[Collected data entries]
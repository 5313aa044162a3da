//! NFC Pairing Flow
//!
//! TTL-gated one-time code exchange: an operator issues a short code for a
//! member without a card, the mobile app redeems it together with the
//! freshly read token, and the token is bound to the member. The store
//! adapter has no delete, so redeemed codes flip to `used` rather than
//! being removed — the status check makes the code one-shot either way.

use std::sync::Arc;

use crate::db::repository::{MemberRepository, PairingRepository};
use crate::db::store::RecordStore;
use crate::utils::validation::validate_token;
use crate::utils::{AppError, AppResult};
use shared::models::{PairingCode, PairingStatus};

/// Issued code length (hex chars)
const CODE_LEN: usize = 6;

#[derive(Clone)]
pub struct PairingService {
    members: MemberRepository,
    pending: PairingRepository,
    ttl_minutes: i64,
}

impl PairingService {
    pub fn new(store: Arc<dyn RecordStore>, ttl_minutes: i64) -> Self {
        Self {
            members: MemberRepository::new(store.clone()),
            pending: PairingRepository::new(store),
            ttl_minutes,
        }
    }

    /// Issue a pairing code for a member without a bound card.
    pub async fn generate_code(&self, member_id: &str) -> AppResult<String> {
        let member = self
            .members
            .find_by_id(member_id)
            .await
            .map_err(AppError::from)?
            .ok_or_else(|| AppError::NotFound("Member not found".to_string()))?;
        if member.nfc_token.is_some() {
            return Err(AppError::Conflict(
                "Member already has a linked NFC card".to_string(),
            ));
        }

        let mut code = uuid::Uuid::new_v4().simple().to_string();
        code.truncate(CODE_LEN);
        self.pending
            .create(
                &code,
                &PairingCode {
                    member_id: member.id.clone(),
                    created_at: shared::util::now_millis(),
                    status: PairingStatus::Waiting,
                },
            )
            .await
            .map_err(AppError::from)?;

        tracing::info!(member_id = %member.id, "pairing code issued");
        Ok(code)
    }

    /// Redeem a pairing code: bind the presented token to the member.
    ///
    /// Returns the member id on success.
    pub async fn link(&self, code: &str, raw_token: &str) -> AppResult<String> {
        let token = validate_token(raw_token)?;

        let pending = self
            .pending
            .find(code)
            .await
            .map_err(AppError::from)?
            .ok_or_else(|| AppError::NotFound("Pairing code not found".to_string()))?;
        if pending.status != PairingStatus::Waiting {
            return Err(AppError::Expired("Pairing code already used".to_string()));
        }
        let age_millis = shared::util::now_millis() - pending.created_at;
        if age_millis > self.ttl_minutes * 60_000 {
            return Err(AppError::Expired("Pairing code has expired".to_string()));
        }

        let member = self
            .members
            .find_by_id(&pending.member_id)
            .await
            .map_err(AppError::from)?
            .ok_or_else(|| AppError::NotFound("Member not found".to_string()))?;

        // Token uniqueness: at most one member binds a given card
        if self
            .members
            .find_by_token(token)
            .await
            .map_err(AppError::from)?
            .is_some()
        {
            return Err(AppError::Conflict(
                "NFC card already linked to another member".to_string(),
            ));
        }

        self.members
            .bind_token(&member.id, token)
            .await
            .map_err(AppError::from)?;
        self.pending.mark_used(code).await.map_err(AppError::from)?;

        tracing::info!(member_id = %member.id, "NFC card linked");
        Ok(member.id)
    }
}

#[cfg(test)]
mod tests {
    use super::*;
    use crate::db::collections;
    use crate::db::store::MemoryStore;
    use serde_json::json;

    fn service(store: Arc<MemoryStore>) -> PairingService {
        PairingService::new(store, 5)
    }

    async fn seed_member(store: &MemoryStore, id: &str, token: Option<&str>) {
        store
            .set(
                collections::MEMBERS,
                id,
                json!({
                    "name": "Ana Flores",
                    "balance": "0.00",
                    "status": "inactive",
                    "nfc_token": token,
                }),
                false,
            )
            .await
            .unwrap();
    }

    #[tokio::test]
    async fn issue_and_redeem_binds_token() {
        let store = Arc::new(MemoryStore::new());
        seed_member(&store, "m1", None).await;
        let pairing = service(store.clone());

        let code = pairing.generate_code("m1").await.unwrap();
        assert_eq!(code.len(), CODE_LEN);

        let member_id = pairing.link(&code, "card-9999").await.unwrap();
        assert_eq!(member_id, "m1");

        let record = store
            .get(collections::MEMBERS, "m1")
            .await
            .unwrap()
            .unwrap();
        assert_eq!(record.fields["nfc_token"], json!("card-9999"));
        assert_eq!(record.fields["status"], json!("active"));

        // one-shot: a second redemption is rejected
        let err = pairing.link(&code, "card-8888").await.unwrap_err();
        assert!(matches!(err, AppError::Expired(_)));
    }

    #[tokio::test]
    async fn already_bound_member_cannot_issue() {
        let store = Arc::new(MemoryStore::new());
        seed_member(&store, "m1", Some("card-0001")).await;
        let pairing = service(store);

        let err = pairing.generate_code("m1").await.unwrap_err();
        assert!(matches!(err, AppError::Conflict(_)));
    }

    #[tokio::test]
    async fn token_bound_elsewhere_conflicts() {
        let store = Arc::new(MemoryStore::new());
        seed_member(&store, "m1", None).await;
        seed_member(&store, "m2", Some("card-0001")).await;
        let pairing = service(store);

        let code = pairing.generate_code("m1").await.unwrap();
        let err = pairing.link(&code, "card-0001").await.unwrap_err();
        assert!(matches!(err, AppError::Conflict(_)));
    }

    #[tokio::test]
    async fn expired_code_is_gone() {
        let store = Arc::new(MemoryStore::new());
        seed_member(&store, "m1", None).await;
        let pairing = service(store.clone());

        let code = pairing.generate_code("m1").await.unwrap();
        // age the code past the TTL
        store
            .update(
                collections::PENDING_LINKS,
                &code,
                &[(
                    "created_at".to_string(),
                    json!(shared::util::now_millis() - 6 * 60_000),
                )],
            )
            .await
            .unwrap();

        let err = pairing.link(&code, "card-9999").await.unwrap_err();
        assert!(matches!(err, AppError::Expired(_)));
    }

    #[tokio::test]
    async fn unknown_code_not_found() {
        let store = Arc::new(MemoryStore::new());
        let pairing = service(store);
        let err = pairing.link("zzzzzz", "card-9999").await.unwrap_err();
        assert!(matches!(err, AppError::NotFound(_)));
    }
}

_Problem to solve_
Each line of the data above should appear again in your answer, exactly as given.

_Written response_
repository 5313aa044162a3da
//! NFC Pairing Flow
//!
//! TTL-gated one-time code exchange: an operator issues a short code for a
//! member without a card, the mobile app redeems it together with the
//! freshly read token, and the token is bound to the member. The store
//! adapter has no delete, so redeemed codes flip to `used` rather than
//! being removed — the status check makes the code one-shot either way.

use std::sync::Arc;

use crate::db::repository::{MemberRepository, PairingRepository};
use crate::db::store::RecordStore;
use crate::utils::validation::validate_token;
use crate::utils::{AppError, AppResult};
use shared::models::{PairingCode, PairingStatus};

/// Issued code length (hex chars)
const CODE_LEN: usize = 6;

#[derive(Clone)]
pub struct PairingService {
    members: MemberRepository,
    pending: PairingRepository,
    ttl_minutes: i64,
}

impl PairingService {
    pub fn new(store: Arc<dyn RecordStore>, ttl_minutes: i64) -> Self {
        Self {
            members: MemberRepository::new(store.clone()),
            pending: PairingRepository::new(store),
            ttl_minutes,
        }
    }

    /// Issue a pairing code for a member without a bound card.
    pub async fn generate_code(&self, member_id: &str) -> AppResult<String> {
        let member = self
            .members
            .find_by_id(member_id)
            .await
            .map_err(AppError::from)?
            .ok_or_else(|| AppError::NotFound("Member not found".to_string()))?;
        if member.nfc_token.is_some() {
            return Err(AppError::Conflict(
                "Member already has a linked NFC card".to_string(),
            ));
        }

        let mut code = uuid::Uuid::new_v4().simple().to_string();
        code.truncate(CODE_LEN);
        self.pending
            .create(
                &code,
                &PairingCode {
                    member_id: member.id.clone(),
                    created_at: shared::util::now_millis(),
                    status: PairingStatus::Waiting,
                },
            )
            .await
            .map_err(AppError::from)?;

        tracing::info!(member_id = %member.id, "pairing code issued");
        Ok(code)
    }

    /// Redeem a pairing code: bind the presented token to the member.
    ///
    /// Returns the member id on success.
    pub async fn link(&self, code: &str, raw_token: &str) -> AppResult<String> {
        let token = validate_token(raw_token)?;

        let pending = self
            .pending
            .find(code)
            .await
            .map_err(AppError::from)?
            .ok_or_else(|| AppError::NotFound("Pairing code not found".to_string()))?;
        if pending.status != PairingStatus::Waiting {
            return Err(AppError::Expired("Pairing code already used".to_string()));
        }
        let age_millis = shared::util::now_millis() - pending.created_at;
        if age_millis > self.ttl_minutes * 60_000 {
            return Err(AppError::Expired("Pairing code has expired".to_string()));
        }

        let member = self
            .members
            .find_by_id(&pending.member_id)
            .await
            .map_err(AppError::from)?
            .ok_or_else(|| AppError::NotFound("Member not found".to_string()))?;

        // Token uniqueness: at most one member binds a given card
        if self
            .members
            .find_by_token(token)
            .await
            .map_err(AppError::from)?
            .is_some()
        {
            return Err(AppError::Conflict(
                "NFC card already linked to another member".to_string(),
            ));
        }

        self.members
            .bind_token(&member.id, token)
            .await
            .map_err(AppError::from)?;
        self.pending.mark_used(code).await.map_err(AppError::from)?;

        tracing::info!(member_id = %member.id, "NFC card linked");
        Ok(member.id)
    }
}

#[cfg(test)]
mod tests {
    use super::*;
    use crate::db::collections;
    use crate::db::store::MemoryStore;
    use serde_json::json;

    fn service(store: Arc<MemoryStore>) -> PairingService {
        PairingService::new(store, 5)
    }

    async fn seed_member(store: &MemoryStore, id: &str, token: Option<&str>) {
        store
            .set(
                collections::MEMBERS,
                id,
                json!({
                    "name": "Ana Flores",
                    "balance": "0.00",
                    "status": "inactive",
                    "nfc_token": token,
                }),
                false,
            )
            .await
            .unwrap();
    }

    #[tokio::test]
    async fn issue_and_redeem_binds_token() {
        let store = Arc::new(MemoryStore::new());
        seed_member(&store, "m1", None).await;
        let pairing = service(store.clone());

        let code = pairing.generate_code("m1").await.unwrap();
        assert_eq!(code.len(), CODE_LEN);

        let member_id = pairing.link(&code, "card-9999").await.unwrap();
        assert_eq!(member_id, "m1");

        let record = store
            .get(collections::MEMBERS, "m1")
            .await
            .unwrap()
            .unwrap();
        assert_eq!(record.fields["nfc_token"], json!("card-9999"));
        assert_eq!(record.fields["status"], json!("active"));

        // one-shot: a second redemption is rejected
        let err = pairing.link(&code, "card-8888").await.unwrap_err();
        assert!(matches!(err, AppError::Expired(_)));
    }

    #[tokio::test]
    async fn already_bound_member_cannot_issue() {
        let store = Arc::new(MemoryStore::new());
        seed_member(&store, "m1", Some("card-0001")).await;
        let pairing = service(store);

        let err = pairing.generate_code("m1").await.unwrap_err();
        assert!(matches!(err, AppError::Conflict(_)));
    }

    #[tokio::test]
    async fn token_bound_elsewhere_conflicts() {
        let store = Arc::new(MemoryStore::new());
        seed_member(&store, "m1", None).await;
        seed_member(&store, "m2", Some("card-0001")).await;
        let pairing = service(store);

        let code = pairing.generate_code("m1").await.unwrap();
        let err = pairing.link(&code, "card-0001").await.unwrap_err();
        assert!(matches!(err, AppError::Conflict(_)));
    }

    #[tokio::test]
    async fn expired_code_is_gone() {
        let store = Arc::new(MemoryStore::new());
        seed_member(&store, "m1", None).await;
        let pairing = service(store.clone());

        let code = pairing.generate_code("m1").await.unwrap();
        // age the code past the TTL
        store
            .update(
                collections::PENDING_LINKS,
                &code,
                &[(
                    "created_at".to_string(),
                    json!(shared::util::now_millis() - 6 * 60_000),
                )],
            )
            .await
            .unwrap();

        let err = pairing.link(&code, "card-9999").await.unwrap_err();
        assert!(matches!(err, AppError::Expired(_)));
    }

    #[tokio::test]
    async fn unknown_code_not_found() {
        let store = Arc::new(MemoryStore::new());
        let pairing = service(store);
        let err = pairing.link("zzzzzz", "card-9999").await.unwrap_err();
        assert!(matches!(err, AppError::NotFound(_)));
    }
}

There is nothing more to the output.